= Immigration to the Kurdistan Region =

Immigration to the Kurdistan Region, particularly to the territory of the modern Kurdistan Region of Iraq (KRI), has been a significant part of the region's history.

Its attraction for immigration, especially for refugees and internally displaced persons (IDPs), stems from its relative safety compared to the rest of Iraq, and it has therefore been described as a "safe haven" for many. While the KRI has historically been multiethnic, conflicts in the Middle East during the 21st century have accelerated the arrival of immigrants from diverse backgrounds.

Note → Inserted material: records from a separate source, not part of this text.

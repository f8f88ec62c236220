//! Per-call resolve options and builder

use std::fmt;
use std::sync::Arc;
use std::time::Duration;

use crate::traits::Subscribe;
use crate::types::Scope;

/// Options for a single `resolve` call
///
/// Omitting `key` bypasses caching entirely: the producer runs directly,
/// with no deduplication, no storage and no notification.
pub struct ResolveOptions<V, M = ()> {
    /// Cache key grouping requests that coalesce together
    pub key: Option<String>,
    /// Freshness window; falls back to the coordinator default when `None`
    pub stale_time: Option<Duration>,
    /// Entry lifetime scope
    pub scope: Scope,
    /// Start a fresh producer invocation even if a usable entry exists
    pub force_refresh: bool,
    /// Long-lived subscriber to register for this call site
    pub subscriber: Option<Arc<dyn Subscribe<V, M>>>,
}

impl<V, M> Default for ResolveOptions<V, M> {
    fn default() -> Self {
        Self {
            key: None,
            stale_time: None,
            scope: Scope::default(),
            force_refresh: false,
            subscriber: None,
        }
    }
}

impl<V, M> fmt::Debug for ResolveOptions<V, M> {
    fn fmt(&self, f: &mut fmt::Formatter<'_>) -> fmt::Result {
        f.debug_struct("ResolveOptions")
            .field("key", &self.key)
            .field("stale_time", &self.stale_time)
            .field("scope", &self.scope)
            .field("force_refresh", &self.force_refresh)
            .field("subscriber", &self.subscriber.is_some())
            .finish()
    }
}

impl<V, M> From<&str> for ResolveOptions<V, M> {
    fn from(key: &str) -> Self {
        ResolveOpts::new().key(key).into()
    }
}

impl<V, M> From<String> for ResolveOptions<V, M> {
    fn from(key: String) -> Self {
        ResolveOpts::new().key(key).into()
    }
}

/// Builder for `ResolveOptions` with fluent API
pub struct ResolveOpts<V, M = ()>(ResolveOptions<V, M>);

impl<V, M> ResolveOpts<V, M> {
    /// Create new options builder
    pub fn new() -> Self {
        Self(ResolveOptions::default())
    }

    /// Set the cache key
    pub fn key(mut self, key: impl Into<String>) -> Self {
        self.0.key = Some(key.into());
        self
    }

    /// Set the freshness window
    pub fn stale_time(mut self, window: Duration) -> Self {
        self.0.stale_time = Some(window);
        self
    }

    /// Set the freshness window in milliseconds
    pub fn stale_ms(self, millis: u64) -> Self {
        self.stale_time(Duration::from_millis(millis))
    }

    /// Set the entry lifetime scope
    pub fn scope(mut self, scope: Scope) -> Self {
        self.0.scope = scope;
        self
    }

    /// Tear the entry down with this call site instead of outliving it
    pub fn inner_scope(self) -> Self {
        self.scope(Scope::Inner)
    }

    /// Force a fresh producer invocation
    pub fn force_refresh(mut self) -> Self {
        self.0.force_refresh = true;
        self
    }

    /// Register a long-lived subscriber for this call site
    pub fn subscriber(mut self, subscriber: Arc<dyn Subscribe<V, M>>) -> Self {
        self.0.subscriber = Some(subscriber);
        self
    }

    /// Build the options
    pub fn build(self) -> ResolveOptions<V, M> {
        self.0
    }
}

impl<V, M> Default for ResolveOpts<V, M> {
    fn default() -> Self {
        Self::new()
    }
}

impl<V, M> From<ResolveOpts<V, M>> for ResolveOptions<V, M> {
    fn from(opts: ResolveOpts<V, M>) -> Self {
        opts.0
    }
}

#[cfg(test)]
mod tests {
    use super::*;

    #[test]
    fn test_builder_default() {
        let opts: ResolveOptions<i32> = ResolveOpts::new().build();
        assert!(opts.key.is_none());
        assert!(opts.stale_time.is_none());
        assert_eq!(opts.scope, Scope::Outer);
        assert!(!opts.force_refresh);
        assert!(opts.subscriber.is_none());
    }

    #[test]
    fn test_builder_fluent() {
        let opts: ResolveOptions<i32> = ResolveOpts::new()
            .key("users")
            .stale_ms(1_500)
            .inner_scope()
            .force_refresh()
            .build();

        assert_eq!(opts.key.as_deref(), Some("users"));
        assert_eq!(opts.stale_time, Some(Duration::from_millis(1_500)));
        assert_eq!(opts.scope, Scope::Inner);
        assert!(opts.force_refresh);
    }

    #[test]
    fn test_from_key() {
        let opts: ResolveOptions<i32> = "users".into();
        assert_eq!(opts.key.as_deref(), Some("users"));
        assert_eq!(opts.scope, Scope::Outer);
    }
}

In addition, the region has attracted Kurds from other parts of Kurdistan, as well as migrant workers from Southeast Asia, Africa, and Arabs from other parts of Iraq seeking economic opportunities.

== History ==

After the 2003 invasion of Iraq, the subsequent constitutional recognition of the KRI, and the economic boom following years of isolation, the Kurdistan Region experienced its first significant effects of globalization, as migrant workers arrived from Southeast Asia (Indonesia, the Philippines, Bangladesh), Africa (Ethiopia, Somalia), and other parts of Iraq. This trend was further accelerated by billions of dollars in investment from Turkey and the United States, along with the start of oil extraction in the KRI in 2007. Foreign immigrants typically took low-paying jobs or positions that Kurds would not give to Arabs, due to longstanding animosity. The strong economic growth of the Kurdistan Region and its relative political protection from historically anti‑Kurdish governments further attracted large numbers of Kurds from Iran, Turkey, and Syria. A Kurdish newspaper estimated that around 50,000 Kurds from Turkey were living in the Kurdistan Region in 2009.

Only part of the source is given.